**DATA**
-*-

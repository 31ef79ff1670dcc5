//! Arcana CLI: the main entry point.
//!
//! Commands:
//! - `reading`  : assemble the system and user blocks for a drawn spread
//! - `spreads`  : list the spread layouts
//! - `retrieve` : query the knowledge corpus directly
//! - `onboard`  : write the default configuration
//! - `config`   : validate, show, or locate the configuration
//! - `doctor`   : diagnose configuration and corpus health

use arcana_core::Style;
use clap::{Parser, Subcommand};
use std::path::PathBuf;

mod commands;

#[derive(Parser)]
#[command(
    name = "arcana",
    about = "Arcana: budgeted prompt assembly for narrative readings",
    version,
    author
)]
struct Cli {
    #[command(subcommand)]
    command: Commands,

    /// Enable verbose logging
    #[arg(short, long, global = true)]
    verbose: bool,

    /// Emit logs as JSON lines
    #[arg(long, global = true)]
    log_json: bool,
}

#[derive(Subcommand)]
enum Commands {
    /// Assemble a reading prompt from drawn cards
    Reading {
        /// Spread layout key (see `arcana spreads`)
        #[arg(short, long)]
        spread: String,

        /// JSON file with the drawn cards, or `-` for stdin
        #[arg(short, long)]
        cards: PathBuf,

        /// The querent's question
        #[arg(short, long, default_value = "")]
        question: String,

        /// Reflection for a position, as `Position=text` (repeatable)
        #[arg(short, long = "reflect", value_name = "POSITION=TEXT")]
        reflections: Vec<String>,

        /// Backend target whose budgets apply
        #[arg(short, long, env = "ARCANA_TARGET")]
        target: Option<String>,

        /// Rendering style: verbose or compact
        #[arg(long)]
        style: Option<Style>,

        /// Also print the reasoning result and assembly report as JSON
        #[arg(long)]
        explain: bool,
    },

    /// List available spread layouts
    Spreads,

    /// Retrieve knowledge passages for topic keys
    Retrieve {
        /// Comma-separated topic keys, e.g. `card:the-sun,reversed`
        #[arg(short, long, value_delimiter = ',', required = true)]
        keys: Vec<String>,

        /// Question used to rank passages
        #[arg(short, long, default_value = "")]
        question: String,

        /// Override the configured passage limit
        #[arg(long)]
        max: Option<usize>,
    },

    /// Initialize configuration
    Onboard,

    /// Configuration management
    Config {
        #[command(subcommand)]
        action: ConfigAction,
    },

    /// Diagnose configuration and corpus health
    Doctor,
}

#[derive(Subcommand)]
enum ConfigAction {
    /// Validate the configuration file
    Validate,
    /// Print the effective configuration as TOML
    Show,
    /// Print the configuration file path
    Path,
}

fn main() -> Result<(), Box<dyn std::error::Error>> {
    let cli = Cli::parse();

    // Logs go to stderr so prompt output on stdout stays clean
    let filter = if cli.verbose { "debug" } else { "info" };
    let env_filter = tracing_subscriber::EnvFilter::try_from_default_env()
        .unwrap_or_else(|_| tracing_subscriber::EnvFilter::new(filter));
    let builder = tracing_subscriber::fmt()
        .with_env_filter(env_filter)
        .with_target(false)
        .with_writer(std::io::stderr);
    if cli.log_json {
        builder.json().init();
    } else {
        builder.init();
    }

    match cli.command {
        Commands::Reading {
            spread,
            cards,
            question,
            reflections,
            target,
            style,
            explain,
        } => commands::reading::run(commands::reading::ReadingArgs {
            spread,
            cards,
            question,
            reflections,
            target,
            style,
            explain,
        })?,
        Commands::Spreads => commands::spreads::run()?,
        Commands::Retrieve { keys, question, max } => {
            commands::retrieve::run(&keys, &question, max)?
        }
        Commands::Onboard => commands::onboard::run()?,
        Commands::Config { action } => match action {
            ConfigAction::Validate => commands::config_cmd::validate()?,
            ConfigAction::Show => commands::config_cmd::show()?,
            ConfigAction::Path => commands::config_cmd::path()?,
        },
        Commands::Doctor => commands::doctor::run()?,
    }

    Ok(())
}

-*-

Find every line in the records above that contains the word "keys", and copy each one.

**RESPONSE TO THE TASK**
    /// Retrieve knowledge passages for topic keys
        /// Comma-separated topic keys, e.g. `card:the-sun,reversed`
        keys: Vec<String>,
        Commands::Retrieve { keys, question, max } => {
            commands::retrieve::run(&keys, &question, max)?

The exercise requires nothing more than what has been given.